Figure 2. The Flex1 sequence increases chromosome breakage.

(A) Structure of the YACs containing the subregions of FRA16D diagrammed in (B) (denoted as “Flex”). Two types of YACs were created, either without (top) or with (bottom) the HIS5 gene. The black bars flanking the Flex region represent homologous sequences. For the four Flex1 sequences diagrammed, the dark grey bars represent the perfect AT repeat region. Flex1(AT)5, (AT)14 and (AT)23 are exactly the same except for the AT repeat number; Flex1(AT)34 contains 101 bp of extra distal sequence, and lacks 400 bp of the proximal sequences compared to the other Flex1 sequences. (B) The FlexStab score of the FRA16D region. Basepairs are on the X axis. Grey arrows represent the flexibility peaks used for this study. Below it, the exons of the WWOX/FOR gene are represented by grey boxes. Regions chosen for analysis in the present study are represented by black boxes: Flex4 is 1349 bp, Flex5-p is 2054 bp, Flex1 is 314–552 bp.

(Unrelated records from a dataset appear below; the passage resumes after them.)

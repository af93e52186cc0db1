//! Bracketed root finding for switching functions.

use crate::{
    Float,
    error::{Error, Result},
};

/// Locate the sign change of `g` between `ta` and `tb`.
///
/// `ta` comes first in integration order and `g(ta)`, `g(tb)` must have
/// different signs (zero counts as positive). Iterates Illinois-modified
/// regula falsi, falling back to bisection whenever the bracket fails to halve
/// over two iterations. Returns the bracket end lying after the crossing, so
/// `g` already carries its new sign there.
pub(crate) fn locate<G>(
    mut g: G,
    ta: Float,
    ga: Float,
    tb: Float,
    gb: Float,
    convergence: Float,
    max_iterations: usize,
) -> Result<Float>
where
    G: FnMut(Float) -> Float,
{
    let before_positive = ga >= 0.0;
    let (mut a, mut fa) = (ta, ga);
    let (mut b, mut fb) = (tb, gb);
    let mut side = 0i8;
    let mut checkpoint = (b - a).abs();
    let mut bisect = false;

    for iteration in 0..max_iterations {
        let width = (b - a).abs();
        if width <= convergence {
            return Ok(b);
        }

        if iteration % 2 == 0 {
            bisect = width > 0.5 * checkpoint && iteration > 0;
            checkpoint = width;
        }

        let mut x = if bisect {
            0.5 * (a + b)
        } else {
            b - fb * (b - a) / (fb - fa)
        };
        if !(x > a.min(b) && x < a.max(b)) {
            x = 0.5 * (a + b);
        }

        let fx = g(x);
        if (fx >= 0.0) == before_positive {
            a = x;
            fa = fx;
            if side == -1 {
                fb *= 0.5;
            }
            side = -1;
        } else {
            b = x;
            fb = fx;
            if side == 1 {
                fa *= 0.5;
            }
            side = 1;
        }
    }

    if (b - a).abs() <= convergence {
        Ok(b)
    } else {
        Err(Error::EventNotConverged {
            t_lo: a.min(b),
            t_hi: a.max(b),
            iterations: max_iterations,
        })
    }
}

#[cfg(test)]
mod tests {
    use super::*;
    use approx::assert_abs_diff_eq;

    #[test]
    fn finds_root_after_crossing() {
        let root = locate(|t| t * t - 2.0, 0.0, -2.0, 2.0, 2.0, 1e-12, 100).unwrap();
        assert_abs_diff_eq!(root, 2f64.sqrt(), epsilon = 1e-12);
        assert!(root * root - 2.0 >= 0.0);
    }

    #[test]
    fn backward_bracket() {
        // integration runs from 3 down to 0, crossing at 1
        let root = locate(|t| t - 1.0, 3.0, 2.0, 0.0, -1.0, 1e-12, 100).unwrap();
        assert_abs_diff_eq!(root, 1.0, epsilon = 1e-12);
        assert!(root - 1.0 < 0.0);
    }

    #[test]
    fn flat_function_needs_bisection() {
        // regula falsi alone stalls on this shape
        let g = |t: Float| (t - 0.3).powi(9) + 1e-3 * (t - 0.3);
        let root = locate(g, 0.0, g(0.0), 1.0, g(1.0), 1e-12, 200).unwrap();
        assert_abs_diff_eq!(root, 0.3, epsilon = 1e-11);
    }

    #[test]
    fn budget_exhaustion_is_an_error() {
        let err = locate(|t| t - 0.123, 0.0, -0.123, 1.0, 0.877, 1e-15, 3).unwrap_err();
        assert!(matches!(err, Error::EventNotConverged { iterations: 3, .. }));
    }
}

The control sequence is 1320 bp or 400 bp. (C) The flexibility score of the right arm of the top YAC shown in (A). (D) Results of the breakage assay in the rad52Δ background using the top (URA3) YACs diagrammed in (A). The control is 1320 bp. The experiment was repeated at least 3 times for each strain, average with SEM is shown. * P < 0.05 compared to the control by a pooled variant t-test (E) Breakage assay using the Flex1-HIS5 YAC in the wild-type background in the absence (dark grey) or presence (light grey) of hydroxyurea. FOA^R colonies were replica plated to YC-His plates, and only the His⁻ colonies, indicating FOA^R due to YAC breakage, were used to calculate a rate of FOA^R His⁻. A 400 bp control was used (similar in size to the cloned Flex1 regions). The experiment was repeated at least 3 times for each strain, average with SEM is shown. * P < 0.05 compared to the respective control (either no drug control or 0.15 M hydroxyurea control) by a pooled variant t-test.